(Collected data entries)
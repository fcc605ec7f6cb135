use super::user::User;

/// Current user, resolved once per request by the session middleware and handed to
/// handlers as a request extension.
#[derive(Debug, Clone)]
pub struct RequestContext {
    pub user: User,
    pub request_id: String,
}

impl RequestContext {
    pub fn new(user: User) -> Self {
        Self { user, request_id: uuid::Uuid::new_v4().simple().to_string() }
    }

    pub fn is_admin(&self) -> bool {
        self.user.role == super::Role::Admin
    }
}
pub fn build_router(state: AppState) -> Router {
    let protected = Router::new()
        .route("/api/me", get(me))
        .route("/api/badge", get(badge))
        .route("/api/admin/users", get(list_users))
        .route("/api/admin/invites", post(create_invite))
        .route("/api/admin/users/{id}/active", post(set_active))
        .route("/api/admin/users/{id}/role", post(set_role))
        .route("/api/admin/users/{id}", delete(delete_user))
        .route("/api/admin/audit", get(audit_log))
        .route("/ws", get(live))
        .route("/{segment}", get(dashboard))
        .route("/{segment}/{*rest}", get(dashboard))
        .route_layer(middleware::from_fn_with_state(state.clone(), require_session));

    Router::new()
        .route("/", get(index))
        .route("/auth/login", post(login))
        .route("/auth/invite", post(accept_invite))
        .route("/logout", post(logout))
        .merge(protected)
        .with_state(state)
}

/// Start the server from environment configuration.
pub async fn run() -> anyhow::Result<()> {
    run_with_config(Config::from_env()).await
}

pub async fn run_with_config(config: Config) -> anyhow::Result<()> {
    info!(
        target: "startup",
        "fulfillment starting: bind={}, http_port={}, environment={:?}, redirect_reset_ms={}",
        config.bind, config.http_port, config.environment, config.redirect_reset.as_millis()
    );
    let addr: SocketAddr = format!("{}:{}", config.bind, config.http_port)
        .parse()
        .with_context(|| format!("Invalid bind address {}:{}", config.bind, config.http_port))?;
    let state = AppState::new(config);
    let app = build_router(state);

    info!("Starting server on {}", addr);
    let listener = tokio::net::TcpListener::bind(addr)
        .await
        .with_context(|| format!("While binding {}", addr))?;
    axum::serve(listener, app).with_graceful_shutdown(shutdown_signal()).await?;
    info!("Server shut down");
    Ok(())
}

async fn shutdown_signal() {
    if let Err(e) = tokio::signal::ctrl_c().await {
        warn!("Failed to install Ctrl+C handler: {}", e);
        std::future::pending::<()>().await;
    }
    info!("Received Ctrl+C, shutting down");
}

fn with_cookie(mut resp: Response, cookie: Option<HeaderValue>) -> Response {
    if let Some(v) = cookie {
        resp.headers_mut().insert(header::SET_COOKIE, v);
    }
    resp
}

fn redirect(to: &str, cookie: Option<HeaderValue>) -> Response {
    with_cookie(Redirect::to(to).into_response(), cookie)
}

async fn require_session(State(state): State<AppState>, mut req: Request, next: Next) -> Response {
    let token = state.tokens.read(req.headers());
    let res = state.resolver.resolve(token.as_deref()).await;
    let user = match &res.state {
        SessionState::Authenticated(user) => user.clone(),
        SessionState::Unauthenticated => return redirect("/", clear_if_needed(&state, &res, token.as_deref())),
    };
    let ctx = RequestContext::new(user);
    debug!(target: "auth", request_id = %ctx.request_id, user_id = %ctx.user.id, path = %req.uri().path(), "session resolved");
    req.extensions_mut().insert(ctx);
    next.run(req).await
}

/// Public entry point: login page, or the caller's dashboard when already signed in.
async fn index(State(state): State<AppState>, headers: axum::http::HeaderMap) -> Response {
    let token = state.tokens.read(&headers);
    let res = state.resolver.resolve(token.as_deref()).await;
    if let SessionState::Authenticated(user) = &res.state {
        return redirect(&user.role.route(), None);
    }
    with_cookie(Html(LOGIN_PAGE).into_response(), clear_if_needed(&state, &res, token.as_deref()))
}

fn clear_if_needed(state: &AppState, res: &Resolution, token: Option<&str>) -> Option<HeaderValue> {
    if !res.clear_cookie {
        return None;
    }
    // The token is a credential; only its presence goes to the audit trail.
    let detail = if token.is_some() { "session did not resolve" } else { "session missing" };
    state.audit.record(AuditAction::SessionCleared, None, detail);
    Some(state.tokens.clear())
}

const LOGIN_PAGE: &str = "<!doctype html>\n<html><head><title>Fulfillment</title></head>\n<body><main id=\"login\"><h1>Fulfillment</h1><p>Sign in with your organisation account.</p></main></body></html>\n";

#[derive(Debug, Deserialize)]
struct LoginPayload {
    provider_id: String,
}

async fn login(State(state): State<AppState>, Json(payload): Json<LoginPayload>) -> Response {
    let mut machine = LoginMachine::new();
    let result = match machine.begin(&payload.provider_id) {
        Ok(()) => machine.complete(&*state.directory).await,
        Err(e) => Err(e),
    };
    match result {
        Ok(outcome) => signed_in(&state, outcome, AuditAction::Login),
        Err(e) => {
            state.audit.record(AuditAction::LoginFailed, None, format!("provider_id={} {}", payload.provider_id, e.code_str()));
            e.into_response()
        }
    }
}

#[derive(Debug, Deserialize)]
struct InvitePayload {
    invite_id: String,
    provider_id: String,
    #[serde(default)]
    picture: Option<String>,
}

async fn accept_invite(State(state): State<AppState>, Json(payload): Json<InvitePayload>) -> Response {
    let mut machine = LoginMachine::new();
    let result = machine
        .accept_invite(&*state.directory, &payload.invite_id, &payload.provider_id, payload.picture.as_deref())
        .await;
    match result {
        Ok(outcome) => signed_in(&state, outcome, AuditAction::InviteAccepted),
        Err(e) => {
            state.audit.record(AuditAction::InviteFailed, Some(&payload.invite_id), e.code_str());
            e.into_response()
        }
    }
}

fn signed_in(state: &AppState, outcome: LoginOutcome, action: AuditAction) -> Response {
    let cookie = match state.tokens.write(&outcome.token) {
        Ok(c) => c,
        Err(e) => return e.into_response(),
    };
    state.audit.record(action, Some(&outcome.user.id), format!("role={}", outcome.user.role));
    let body = json!({
        "status": "ok",
        "user": outcome.user,
        "redirect": outcome.user.role.route(),
    });
    with_cookie((StatusCode::OK, Json(body)).into_response(), Some(cookie))
}

async fn logout(State(state): State<AppState>, headers: axum::http::HeaderMap) -> Response {
    let token = state.tokens.read(&headers);
    let res = state.resolver.resolve(token.as_deref()).await;
    match &res.state {
        SessionState::Authenticated(user) => {
            let mut machine = LoginMachine::signed_in(user.summary());
            if machine.logout().is_ok() {
                state.audit.record(AuditAction::Logout, Some(&user.id), "logout");
            }
        }
        SessionState::Unauthenticated => {
            clear_if_needed(&state, &res, token.as_deref());
        }
    }
    redirect("/", Some(state.tokens.clear()))
}

async fn dashboard(State(state): State<AppState>, Extension(ctx): Extension<RequestContext>, uri: Uri) -> Response {
    match match_route(ctx.user.role, uri.path()) {
        RouteDecision::Match => {
            let reset_ms = state.config.redirect_reset.as_millis();
            Html(render_dashboard(&ctx.user, uri.path(), reset_ms)).into_response()
        }
        RouteDecision::Mismatch { correct_route } => redirect(&correct_route, None),
    }
}

/// Page shell. The script opens `/ws` for the current path and follows redirect
/// frames behind the loading overlay; `data-redirect-reset-ms` is the server guard window.
fn render_dashboard(user: &User, path: &str, reset_ms: u128) -> String {
    let name = user.name.as_deref().unwrap_or(&user.email);
    format!(
        "<!doctype html>\n<html><head><title>Fulfillment - {role}</title></head>\n<body data-role=\"{role}\" data-path=\"{path}\" data-redirect-reset-ms=\"{reset_ms}\"><header>{name}</header><div id=\"overlay\" hidden>Loading...</div><main id=\"dashboard\"></main>\n<script>{script}</script></body></html>\n",
        role = user.role,
        path = escape_html(path),
        name = escape_html(name),
        script = LIVE_SCRIPT,
    )
}

const LIVE_SCRIPT: &str = "(function(){var p=location.protocol==='https:'?'wss://':'ws://';var ws=new WebSocket(p+location.host+'/ws?path='+encodeURIComponent(location.pathname));ws.onmessage=function(e){var m=JSON.parse(e.data);if(m.type==='redirect'){document.getElementById('overlay').hidden=false;location.replace(m.target);}};})();";

#[derive(Debug, Deserialize)]
struct LiveQuery {
    path: String,
}

/// Forwards `RoleGate` navigations to one socket as JSON frames.
struct SocketNavigator {
    tx: mpsc::UnboundedSender<String>,
}

impl Navigator for SocketNavigator {
    fn navigate(&self, target: &str) {
        let frame = json!({ "type": "redirect", "target": target, "overlay": true });
        // Receiver is gone once the socket closed; nothing left to tell.
        let _ = self.tx.send(frame.to_string());
    }
}

async fn live(
    State(state): State<AppState>,
    Extension(ctx): Extension<RequestContext>,
    Query(q): Query<LiveQuery>,
    ws: WebSocketUpgrade,
) -> Response {
    ws.on_upgrade(move |socket| live_session(state, ctx, q.path, socket))
}

async fn live_session(state: AppState, ctx: RequestContext, path: String, mut socket: WebSocket) {
    let (tx, mut rx) = mpsc::unbounded_channel::<String>();
    let gate = RoleGate::new(&path, SocketNavigator { tx }, state.config.redirect_reset);
    let _subscription = gate.attach(&*state.directory, &ctx.user.id);
    let view = gate.refresh(&*state.directory, &ctx.user.id).await;
    debug!(target: "navigation", request_id = %ctx.request_id, user_id = %ctx.user.id, path = %path, ?view, "live channel open");

    let ready = json!({ "type": "ready", "path": path, "render": view == GateView::Render });
    if socket.send(Message::Text(ready.to_string().into())).await.is_err() {
        return;
    }
    loop {
        tokio::select! {
            Some(frame) = rx.recv() => {
                if socket.send(Message::Text(frame.into())).await.is_err() {
                    break;
                }
            }
            incoming = socket.next() => match incoming {
                Some(Ok(Message::Close(_))) | Some(Err(_)) | None => break,
                Some(Ok(_)) => {}
            },
        }
    }
    debug!(target: "navigation", user_id = %ctx.user.id, "live channel closed");
}

fn escape_html(s: &str) -> String {
    let mut out = String::with_capacity(s.len());
    for c in s.chars() {
        match c {
            '&' => out.push_str("&amp;"),
            '<' => out.push_str("&lt;"),
            '>' => out.push_str("&gt;"),
            '"' => out.push_str("&quot;"),
            '\'' => out.push_str("&#39;"),
            _ => out.push(c),
        }
    }
    out
}

async fn me(Extension(ctx): Extension<RequestContext>) -> Json<User> {
    Json(ctx.user)
}

#[derive(Debug, Deserialize)]
struct BadgeQuery {
    text: String,
    #[serde(default)]
    kind: Option<String>,
}

async fn badge(Query(q): Query<BadgeQuery>) -> AppResult<Json<serde_json::Value>> {
    let kind = q.kind.as_deref().map(str::parse::<BadgeKind>).transpose()?;
    let variant = classify(&q.text, kind);
    Ok(Json(json!({ "text": q.text, "variant": variant })))
}

fn require_admin(ctx: &RequestContext) -> AppResult<()> {
    if ctx.is_admin() {
        Ok(())
    } else {
        Err(AppError::unauthorized("admin_only".to_string(), format!("role {} cannot use the admin API", ctx.user.role)))
    }
}

#[derive(Debug, Deserialize)]
struct ListUsersQuery {
    #[serde(default)]
    include_deleted: bool,
}

async fn list_users(
    State(state): State<AppState>,
    Extension(ctx): Extension<RequestContext>,
    Query(q): Query<ListUsersQuery>,
) -> AppResult<Json<Vec<User>>> {
    require_admin(&ctx)?;
    Ok(Json(state.directory.list(q.include_deleted)))
}

#[derive(Debug, Deserialize)]
struct InviteRequest {
    email: String,
    #[serde(default)]
    name: Option<String>,
    role: Role,
}

async fn create_invite(
    State(state): State<AppState>,
    Extension(ctx): Extension<RequestContext>,
    Json(body): Json<InviteRequest>,
) -> AppResult<(StatusCode, Json<User>)> {
    require_admin(&ctx)?;
    let invite = state.directory.invite(&body.email, body.name.as_deref(), body.role)?;
    state.audit.record(
        AuditAction::UserInvited,
        Some(&invite.id),
        format!("by={} role={}", ctx.user.id, invite.role),
    );
    Ok((StatusCode::CREATED, Json(invite)))
}
//! Runtime configuration read from `FULFILLMENT_*` environment variables.
//! Every value has a default; anything unset or unparsable is logged and replaced.

use std::{env, fmt::Display, str::FromStr, time::Duration};

use tracing::{info, warn};

#[derive(Debug, Clone, Copy, PartialEq, Eq)]
pub enum Environment {
    Development,
    Production,
}

impl FromStr for Environment {
    type Err = String;

    fn from_str(s: &str) -> Result<Self, Self::Err> {
        match s.trim().to_ascii_lowercase().as_str() {
            "development" | "dev" | "local" => Ok(Environment::Development),
            "production" | "prod" => Ok(Environment::Production),
            other => Err(format!("unknown environment '{}'", other)),
        }
    }
}

#[derive(Debug, Clone)]
pub struct Config {
    pub bind: String,
    pub http_port: u16,
    pub environment: Environment,
    /// How long the client redirect guard stays armed after a navigation.
    pub redirect_reset: Duration,
    pub audit_capacity: usize,
    /// Provider id that is provisioned as an active admin on startup.
    pub bootstrap_admin: Option<String>,
}

impl Default for Config {
    fn default() -> Self {
        Self {
            bind: "0.0.0.0".to_string(),
            http_port: 3000,
            environment: Environment::Production,
            redirect_reset: Duration::from_millis(300),
            audit_capacity: 1000,
            bootstrap_admin: None,
        }
    }
}

impl Config {
    pub fn from_env() -> Self {
        let d = Config::default();
        Self {
            bind: env::var("FULFILLMENT_BIND").unwrap_or(d.bind),
            http_port: try_load("FULFILLMENT_HTTP_PORT", d.http_port),
            environment: try_load("FULFILLMENT_ENV", d.environment),
            redirect_reset: Duration::from_millis(try_load("FULFILLMENT_REDIRECT_RESET_MS", 300u64)),
            audit_capacity: try_load("FULFILLMENT_AUDIT_CAPACITY", d.audit_capacity),
            bootstrap_admin: env::var("FULFILLMENT_BOOTSTRAP_ADMIN").ok().filter(|s| !s.trim().is_empty()),
        }
    }

    /// `Secure` is dropped from the session cookie only for local development over plain http.
    pub fn secure_cookies(&self) -> bool {
        self.environment != Environment::Development
    }
}

fn try_load<T>(key: &str, default: T) -> T
where
    T: FromStr + std::fmt::Debug,
    T::Err: Display,
{
    match env::var(key) {
        Ok(raw) => match raw.parse::<T>() {
            Ok(v) => v,
            Err(e) => {
                warn!(target: "startup", "Invalid {key} value '{raw}': {e}; using default {default:?}");
                default
            }
        },
        Err(_) => {
            info!(target: "startup", "{key} not set, using default: {default:?}");
            default
        }
    }
}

» Directions
The required output is the entries from their opening line through the line holding "let protected = Router::new()", repeated exactly, with both end lines kept.

» Worked solution
repository fcc605ec7f6cb135
use super::user::User;

/// Current user, resolved once per request by the session middleware and handed to
/// handlers as a request extension.
#[derive(Debug, Clone)]
pub struct RequestContext {
    pub user: User,
    pub request_id: String,
}

impl RequestContext {
    pub fn new(user: User) -> Self {
        Self { user, request_id: uuid::Uuid::new_v4().simple().to_string() }
    }

    pub fn is_admin(&self) -> bool {
        self.user.role == super::Role::Admin
    }
}
pub fn build_router(state: AppState) -> Router {
    let protected = Router::new()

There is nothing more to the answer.